Abstract
Drug expenditure is a lion share of health expenditure and grows rapidly in the Civil Servant
Medical Benefit Scheme (CS). This research analyzed electronic databases of drugs in 5 selected
therapeutic classes, including (1) antihypertensive drugs (angiotensin-converting enzyme inhibitors –
ACEIs and angiotensin-2 receptor blockers -ARBs); (2) antilipidemics (statins and other new
products); (3) antiplatelets; (4) antiulcerants (proton pump inhibitors –PPIs and histamine-2 receptor
antagonists -H2As); and (5) non-steroidal anti-inflammatory drugs (NSAIDs, both conventional and
coxibs) that were prescribed during 2003 – 2007 from 6 provincial hospitals. The analysis focused on
a 60-month, interrupted time-series of 2 expenditure components, including propensity of use and
intensity of use, before and after the direct disbursement policy of the CS and the 30-Baht
abolishment in the Universal Healthcare Coverage Scheme (UC). The drug expenditure of each
therapeutic class was forecasted for the years 2008 and 2009 and potential cost-saving for the CS as a
result of 3 cost-containment strategies, including (1) substitution policy; (2) reference pricing; and (3)
UC-like prospective payment system (PPS) was estimated.

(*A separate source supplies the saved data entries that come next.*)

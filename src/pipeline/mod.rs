//! Query-resolution pipeline.
//!
//! [`ChatPipeline::answer`] runs one user question end to end:
//!
//! 1. Search for candidate tools (cached).
//! 2. Resolve intent via [`IntentResolver`] (schema questions never reach
//!    the model).
//! 3. Select one tool, merge model arguments over deterministic extraction,
//!    and inject a default date range where the tool implies one.
//! 4. Invoke the tool (cached by name plus canonical arguments).
//! 5. Format the result and choose a chart.
//!
//! Every stage failure degrades to a text response; `answer` itself never
//! fails.

pub mod invoke;
pub mod select;

use std::sync::{Arc, Mutex, MutexGuard};
use std::time::Duration;

use anyhow::Result;
use chrono::Local;
use serde::Serialize;
use serde_json::Value;
use tracing::{debug, info, warn};

use crate::backend::{SearchBackend, ToolTransport};
use crate::cache::{self, QueryCache};
use crate::config::ConfigHandle;
use crate::extract::{self, ExtractedParams};
use crate::format::{self, viz, FormatContext};
use crate::intent::{IntentResolver, Resolution};
use crate::types::{ChatMessage, FormattedResponse, McpResult, ToolDescriptor, Usage};

pub use invoke::ToolInvoker;
pub use select::{select_tool, SelectError};

/// Everything the caller needs to render one answer.
#[derive(Debug, Clone, Serialize)]
#[serde(rename_all = "camelCase")]
pub struct Reply {
    pub response: FormattedResponse,
    pub chart: viz::ChartChoice,
    #[serde(skip_serializing_if = "Option::is_none")]
    pub ai_message: Option<String>,
    #[serde(skip_serializing_if = "Option::is_none")]
    pub usage: Option<Usage>,
    #[serde(skip_serializing_if = "Option::is_none")]
    pub tool_name: Option<String>,
}

impl Reply {
    fn text(message: impl Into<String>) -> Self {
        Self {
            response: FormattedResponse::text(message),
            chart: viz::ChartChoice::none(),
            ai_message: None,
            usage: None,
            tool_name: None,
        }
    }
}

pub struct ChatPipeline {
    search: Arc<dyn SearchBackend>,
    invoker: ToolInvoker,
    resolver: IntentResolver,
    cache: Arc<Mutex<QueryCache>>,
    config: ConfigHandle,
}

impl ChatPipeline {
    pub fn new(
        search: Arc<dyn SearchBackend>,
        transport: Arc<dyn ToolTransport>,
        resolver: IntentResolver,
        cache: Arc<Mutex<QueryCache>>,
        config: ConfigHandle,
    ) -> Self {
        Self {
            search,
            invoker: ToolInvoker::new(transport),
            resolver,
            cache,
            config,
        }
    }

    /// Answer one user question. Infrastructure failures surface as text
    /// responses rather than errors.
    pub async fn answer(
        &self,
        user_text: &str,
        history: &[ChatMessage],
        session_id: &str,
    ) -> Reply {
        match self.run(user_text, history, session_id).await {
            Ok(reply) => reply,
            Err(e) => {
                warn!(error = %e, query = %user_text, "pipeline stage failed");
                Reply::text(format!("Something went wrong answering that: {e}"))
            }
        }
    }

    async fn run(
        &self,
        user_text: &str,
        history: &[ChatMessage],
        session_id: &str,
    ) -> Result<Reply> {
        let config = self.config.current();

        // 1. Candidate tools for the system prompt.
        let mut tools = self.cached_search(user_text).await?;

        // 2. Intent resolution.
        let resolution = self
            .resolver
            .resolve(user_text, history, session_id, &tools)
            .await?;

        let (intent, ai_message, usage) = match resolution {
            Resolution::Schema { text } => return Ok(Reply::text(text)),
            Resolution::Intent {
                intent,
                ai_message,
                usage,
            } => (intent, ai_message, usage),
        };

        // The model may have narrowed the query; refresh the snapshot so
        // selection sees tools for what it actually asked for.
        if let Some(refined) = intent.search_query() {
            if refined != user_text && refined != "*" {
                tools = self.cached_search(refined).await?;
            }
        }

        // 3. Tool selection and parameter assembly.
        let tool = match select_tool(&tools, user_text) {
            Ok(tool) => tool,
            Err(e) => {
                info!(error = %e, "no tool selected, answering conversationally");
                return Ok(Reply {
                    response: FormattedResponse::text(if ai_message.is_empty() {
                        e.to_string()
                    } else {
                        ai_message.clone()
                    }),
                    chart: viz::ChartChoice::none(),
                    ai_message: Some(ai_message),
                    usage,
                    tool_name: None,
                });
            }
        };

        let now = Local::now().date_naive();
        let model_params = ExtractedParams::from_map(intent.arguments());
        let deterministic =
            extract::extract(user_text, config.pipeline.default_date_range_days);
        // A secondary extraction layer can slot in between these two.
        let mut params = extract::merge_layers(&[&model_params, &deterministic]);

        // A range is "defaulted" when it was injected rather than asked for,
        // whether by the sales-topic default or by the tool needing one.
        let explicit_range = model_params.has_date_range()
            || extract::dates::detect_date_range(user_text, now).is_some();
        let injected = extract::ensure_date_range(
            &mut params,
            tool_wants_dates(tool),
            config.pipeline.default_date_range_days,
            now,
        );
        let date_defaulted = injected || (params.has_date_range() && !explicit_range);

        if config.pipeline.detailed_logging {
            let param_snapshot = Value::Object(params.as_map().clone());
            info!(
                tool = %tool.function_name,
                params = %param_snapshot,
                date_defaulted,
                "invoking tool"
            );
        }

        // 4. Invocation, cached by name plus canonical arguments.
        let result = self.cached_invoke(tool, &params, &config).await;

        // 5. Presentation.
        let ctx = FormatContext {
            tool_name: &tool.function_name,
            params: &params,
            query: user_text,
            date_defaulted,
        };
        let response = format::format_response(&result, &ctx);

        let chart = match &response {
            FormattedResponse::Table {
                table_data: Some(records),
                ..
            } => viz::choose_chart(
                records,
                user_text,
                viz::ChartType::from_config(&config.visualization.default_chart_type),
                config.visualization.max_pie_slices,
            ),
            _ => viz::ChartChoice::none(),
        };

        Ok(Reply {
            response,
            chart,
            ai_message: Some(ai_message),
            usage,
            tool_name: Some(tool.function_name.clone()),
        })
    }

    async fn cached_search(&self, query: &str) -> Result<Vec<ToolDescriptor>> {
        let config = self.config.current();
        let key = cache::search_key(query, &Value::Null);

        if let Some(hit) = self.lock_cache().get(&key) {
            if let Ok(tools) = serde_json::from_value::<Vec<ToolDescriptor>>(hit) {
                debug!(query = %query, "tool search served from cache");
                return Ok(tools);
            }
        }

        let mut tools = self.search.search(query).await?;
        tools.truncate(config.pipeline.max_search_results);
        if let Ok(value) = serde_json::to_value(&tools) {
            self.lock_cache().set(
                key,
                value,
                Some(Duration::from_secs(config.cache.search_ttl_secs)),
            );
        }
        Ok(tools)
    }

    async fn cached_invoke(
        &self,
        tool: &ToolDescriptor,
        params: &ExtractedParams,
        config: &crate::config::StocktalkConfig,
    ) -> McpResult {
        let key = cache::tool_key(&tool.function_name, params.as_map());

        if let Some(hit) = self.lock_cache().get(&key) {
            if let Ok(result) = serde_json::from_value::<McpResult>(hit) {
                debug!(tool = %tool.function_name, "tool result served from cache");
                return result;
            }
        }

        let result = self.invoker.invoke(tool, params).await;

        // Only successful results are worth caching.
        if result.error.is_none() {
            if let Ok(value) = serde_json::to_value(&result) {
                let ttl = ttl_for_tool(&tool.function_name, &config.cache);
                self.lock_cache().set(key, value, Some(ttl));
            }
        }
        result
    }

    /// Cache-stats snapshot for the HTTP surface and the CLI.
    pub fn cache_stats(&self) -> cache::CacheStats {
        self.lock_cache().stats()
    }

    fn lock_cache(&self) -> MutexGuard<'_, QueryCache> {
        self.cache.lock().unwrap_or_else(|poisoned| poisoned.into_inner())
    }
}

/// Whether a tool implies a date window: sales/revenue tools, or any tool
/// whose documented parameters mention one.
fn tool_wants_dates(tool: &ToolDescriptor) -> bool {
    let name = tool.function_name.to_lowercase();
    if name.contains("sales") || name.contains("revenue") {
        return true;
    }
    let spec = tool.parameters_spec.to_lowercase();
    spec.contains("startdate") || spec.contains("daterange")
}

/// Result freshness depends on what the tool reads: live stock levels go
/// stale fast, catalogs barely move.
fn ttl_for_tool(name: &str, cache: &crate::config::CacheConfig) -> Duration {
    let lower = name.to_lowercase();
    if lower.contains("inventory") || lower.contains("stock") || lower.contains("low") {
        Duration::from_secs(cache.fresh_ttl_secs)
    } else if lower.contains("product") || lower.contains("catalog") || lower.contains("supplier") {
        Duration::from_secs(cache.catalog_ttl_secs)
    } else {
        Duration::from_secs(cache.search_ttl_secs)
    }
}

#[cfg(test)]
mod tests {
    use super::*;
    use crate::config::CacheConfig;

    fn tool(name: &str, spec: &str) -> ToolDescriptor {
        ToolDescriptor {
            function_name: name.to_string(),
            description: String::new(),
            endpoint: "/api/test".to_string(),
            http_method: crate::types::HttpMethod::Get,
            parameters_spec: spec.to_string(),
            category: None,
            is_active: true,
        }
    }

    #[test]
    fn sales_tools_want_dates() {
        assert!(tool_wants_dates(&tool("GetSalesData", "")));
        assert!(tool_wants_dates(&tool("GetRevenueReport", "")));
        assert!(!tool_wants_dates(&tool("GetProducts", "category: string")));
    }

    #[test]
    fn documented_date_parameters_want_dates() {
        assert!(tool_wants_dates(&tool(
            "GetDeliveries",
            "startDate: string, endDate: string"
        )));
    }

    #[test]
    fn ttl_tiers_by_tool_category() {
        let cache = CacheConfig::default();
        assert_eq!(
            ttl_for_tool("GetLowStockItems", &cache),
            Duration::from_secs(cache.fresh_ttl_secs)
        );
        assert_eq!(
            ttl_for_tool("GetProducts", &cache),
            Duration::from_secs(cache.catalog_ttl_secs)
        );
        assert_eq!(
            ttl_for_tool("GetSalesData", &cache),
            Duration::from_secs(cache.search_ttl_secs)
        );
    }
}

The study found that the drugs deemed as the cost-containment target, including ARBs,
single-source statins, clopidogrel, single-source PPIs, and coxibs had a major impact on the drug
expenditure of CS and its growth. The PPS could reduce the CS drug expenditure by approximately
40% (for PPIs-H2As and coxibs-NSAIDs) and 100% (for antilipidemics), which was comparable to
the reference pricing strategy. Potential cost-saving from the substitution policy depended on
substitutability in the real world setting, for example, the 20% substitutability would reduce the CS
expenditure by 8% (for PPIs-H2As and coxibs-NSAIDs) and 20% (for antilipidemics); whereas the
saving of 30-80% was expected, given substitutability of 80%.